◆ **Task goal**:
Note how many lines in these entries contain "StdRng", and reply with that number alone.

________________________________________

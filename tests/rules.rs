use chess_rules::check::king_in_check;
use chess_rules::legal::{all_legal_moves, has_any_legal_move, is_legal};
use chess_rules::rules::is_pseudo_legal;
use chess_rules::{Board, Color, Piece, PieceKind, Position, RandomAi};
use rand::rngs::StdRng;
use rand::SeedableRng;

fn sq(s: &str) -> Position {
    s.parse().unwrap()
}

fn put(board: &mut Board, at: &str, kind: PieceKind, color: Color) {
    board.place(sq(at), Some(Piece::new(kind, color)));
}

#[test]
fn starting_position_has_moves_and_no_check() {
    let board = Board::new();
    assert!(has_any_legal_move(&board, Color::White));
    assert_eq!(king_in_check(&board, Color::White), None);
}

#[test]
fn obstructed_slides_are_never_legal() {
    // Every rook/bishop/queen move on the opening board that would pass
    // through an occupied square must be rejected.
    let board = Board::new();
    for (from, piece) in board.pieces() {
        if !matches!(piece.kind, PieceKind::Rook | PieceKind::Bishop | PieceKind::Queen) {
            continue;
        }
        for to in Position::all() {
            let dr = to.row as i32 - from.row as i32;
            let dc = to.col as i32 - from.col as i32;
            let straight = dr == 0 || dc == 0;
            let diagonal = dr.abs() == dc.abs();
            if to == from || !(straight || diagonal) {
                continue;
            }
            let (sr, sc) = (dr.signum(), dc.signum());
            let mut blocked = false;
            let mut cur = from.offset(sr, sc).unwrap();
            while cur != to {
                if board.piece_at(cur).is_some() {
                    blocked = true;
                }
                cur = cur.offset(sr, sc).unwrap();
            }
            if blocked {
                assert!(!is_legal(&board, from, to), "{} {} -> {}", piece.kind, from, to);
            }
        }
    }
    // Nothing but knights and pawns can move at the start.
    assert!(all_legal_moves(&board, Color::White).iter().all(|mv| {
        matches!(
            board.piece_at(mv.from).map(|p| p.kind),
            Some(PieceKind::Knight) | Some(PieceKind::Pawn)
        )
    }));
}

#[test]
fn no_legal_move_exposes_the_king() {
    // Random games: every legal move, once simulated, leaves the mover safe.
    let ai = RandomAi::new();
    for seed in 0..5 {
        let mut rng = StdRng::seed_from_u64(seed);
        let mut board = Board::new();
        let mut color = Color::White;
        for _ in 0..60 {
            let moves = all_legal_moves(&board, color);
            for mv in &moves {
                let after = board.simulate(mv.from, mv.to);
                assert_eq!(king_in_check(&after, color), None, "{} leaves king hanging", mv);
            }
            let mv = match ai.choose_move(&board, color, &mut rng) {
                Some(mv) => mv,
                None => break,
            };
            board.move_piece(mv.from, mv.to);
            color = color.opposite();
        }
    }
}

#[test]
fn snapshot_round_trip_after_simulated_moves() {
    let mut board = Board::new();
    board.move_piece(sq("e2"), sq("e4"));
    let before = board;
    let snap = board.snapshot();

    let mut rng = StdRng::seed_from_u64(5);
    let ai = RandomAi::new();
    let mut color = Color::Black;
    for _ in 0..10 {
        if let Some(mv) = ai.choose_move(&board, color, &mut rng) {
            board.move_piece(mv.from, mv.to);
        }
        color = color.opposite();
    }
    board.restore(&snap);
    assert_eq!(board, before);
}

#[test]
fn pseudo_legal_but_illegal_when_pinned() {
    let mut board = Board::empty();
    put(&mut board, "e1", PieceKind::King, Color::White);
    put(&mut board, "e3", PieceKind::Knight, Color::White);
    put(&mut board, "e7", PieceKind::Queen, Color::Black);
    put(&mut board, "a8", PieceKind::King, Color::Black);

    assert!(is_pseudo_legal(&board, sq("e3"), sq("f5")));
    assert!(!is_legal(&board, sq("e3"), sq("f5")));
}

#[test]
fn in_check_only_resolving_moves_are_legal() {
    let mut board = Board::empty();
    put(&mut board, "e1", PieceKind::King, Color::White);
    put(&mut board, "a4", PieceKind::Rook, Color::White);
    put(&mut board, "e8", PieceKind::Rook, Color::Black);
    put(&mut board, "h8", PieceKind::King, Color::Black);

    let moves = all_legal_moves(&board, Color::White);
    // Block on e4, or step off the file.
    assert!(moves.iter().any(|m| m.from == sq("a4") && m.to == sq("e4")));
    assert!(moves
        .iter()
        .filter(|m| m.from == sq("a4"))
        .all(|m| m.to == sq("e4")));
    assert!(!moves.iter().any(|m| m.to == sq("e2")));
}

________________________________________

◆ **Exercise answer**:
3